I am not sure that's true at all. Please go on @alex.lynham


well the problem of composition gets pushed from programmer discipline onto the compiler


That seems impossible.


A compiler cannot prove that your program is composable.


but if your program is structured as a bunch of monadic functions then they are provably composable


But it didn't take out discipline in that case.


It also doesn't make the composition useful.


it automated most of the discipline, but it didn't make the programmer obsolete


🙈 6
😂 3

pushing as much discipline as possible onto the compiler seems like a good thing - humans are not very good at it


How is this different from programming against interfaces?

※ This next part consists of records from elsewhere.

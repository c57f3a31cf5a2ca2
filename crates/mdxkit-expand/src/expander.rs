//! Whole-document directive expansion.

use std::path::PathBuf;

use crate::directive::{DIRECTIVE_RE, Directive};
use crate::snippet::SnippetStore;

/// Expands directive markers across whole documents.
///
/// One expander can process any number of documents. Markers whose snippet
/// cannot be loaded are passed through unchanged and recorded as warnings;
/// [`Expander::take_warnings`] drains them after each document.
#[derive(Debug)]
pub struct Expander {
    store: SnippetStore,
    warnings: Vec<String>,
}

impl Expander {
    /// Create an expander resolving snippets under `snippets_dir`.
    pub fn new(snippets_dir: impl Into<PathBuf>) -> Self {
        Self {
            store: SnippetStore::new(snippets_dir),
            warnings: Vec::new(),
        }
    }

    /// Replace every resolvable directive marker in `input`.
    ///
    /// Returns the transformed text and the number of substitutions made.
    /// Unresolved markers keep their original text and do not count, so a
    /// zero count means the document needs no rewrite.
    pub fn expand(&mut self, input: &str) -> (String, usize) {
        let mut count = 0;
        let store = &self.store;
        let warnings = &mut self.warnings;
        let output = DIRECTIVE_RE.replace_all(input, |caps: &regex::Captures| {
            let directive = Directive::from_captures(caps);
            match store.load(&directive.filename) {
                Ok(content) => {
                    count += 1;
                    directive.render(&content)
                }
                Err(err) => {
                    warnings.push(err.to_string());
                    caps[0].to_owned()
                }
            }
        });
        tracing::debug!(count, "expanded document");
        (output.into_owned(), count)
    }

    /// Warnings collected since the last drain.
    #[must_use]
    pub fn warnings(&self) -> &[String] {
        &self.warnings
    }

    /// Drain the collected warnings.
    pub fn take_warnings(&mut self) -> Vec<String> {
        std::mem::take(&mut self.warnings)
    }
}
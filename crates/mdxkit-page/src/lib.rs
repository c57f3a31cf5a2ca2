//! Frontmatter handling and placeholder page templates.
//!
//! Documents carry a leading `---`-delimited YAML frontmatter block followed
//! by body content. This crate splits and reassembles that three-part
//! structure byte-precisely, reads the fields the maintenance tools care
//! about, splices field updates into the block without disturbing the rest,
//! and renders the placeholder template used to fill empty pages.

mod frontmatter;
mod template;

pub use frontmatter::{
    Frontmatter, FrontmatterError, assemble, set_field, split, version_from_path,
};
pub use template::{LAST_UPDATED_PLACEHOLDER, normalize_title, render_page};
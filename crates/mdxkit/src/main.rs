//! mdxkit CLI - MDX documentation maintenance toolkit.
//!
//! Provides commands for:
//! - `expand`: Replace snippet directives with rendered markup elements
//! - `scaffold`: Fill empty documents with a placeholder page template
//! - `renumber`: Apply configured ordered filename prefixes
//! - `stamp`: Write lastUpdated frontmatter from version control history

mod commands;
mod error;
mod output;
mod scanner;

use clap::{Parser, Subcommand};
use tracing_subscriber::EnvFilter;

use crate::commands::{ExpandArgs, RenumberArgs, ScaffoldArgs, StampArgs};
use crate::output::Output;

/// MDX documentation maintenance toolkit.
#[derive(Parser)]
#[command(name = "mdxkit", version, about)]
struct Cli {
    /// Enable info-level logging.
    #[arg(short, long, global = true)]
    verbose: bool,

    #[command(subcommand)]
    command: Commands,
}

#[derive(Subcommand)]
enum Commands {
    /// Replace snippet directives with rendered markup elements.
    Expand(ExpandArgs),
    /// Fill empty documents with a placeholder page template.
    Scaffold(ScaffoldArgs),
    /// Apply configured ordered filename prefixes.
    Renumber(RenumberArgs),
    /// Write lastUpdated frontmatter from version control history.
    Stamp(StampArgs),
}

fn main() {
    let cli = Cli::parse();
    let output = Output::new();

    // --verbose enables INFO level, otherwise use RUST_LOG or default to WARN
    let filter = if cli.verbose {
        EnvFilter::new("info")
    } else {
        EnvFilter::from_default_env()
    };
    tracing_subscriber::fmt().with_env_filter(filter).init();

    let result = match cli.command {
        Commands::Expand(args) => args.execute(),
        Commands::Scaffold(args) => args.execute(),
        Commands::Renumber(args) => args.execute(),
        Commands::Stamp(args) => args.execute(),
    };

    if let Err(err) = result {
        output.error(&format!("Error: {err}"));
        std::process::exit(1);
    }
}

yeah this is kinda what i'm seeing from trying to a) scale out something in js/ts which is eek as always b) continually field questions about code style/how to handover


if you instead shrug and go 'the monads drive you to an opinionated pattern' then other people have to go that way and the compiler will force them to do so


& it's not incompatible with the data-first orientation of e.g. clojure a lens is kinda just a fancy get-in :D


though equally i do wonder if i'm driven in this direction by the limitations of the typescript language and whether in cljs i'd be like eh not a problem


I know it gives me a warm glow when the business value I provide is mathematically rigourous

😂 3

I mean, how do monads make you simple. Let's think of the places where things get rough, like I/O.


In clojure I'd consider code simple if it used a Stream or Reader/Writer, and then there were function(s) which process that. I could complect those same functions by taking a filename string and internally creating the interface. Monads seem no different?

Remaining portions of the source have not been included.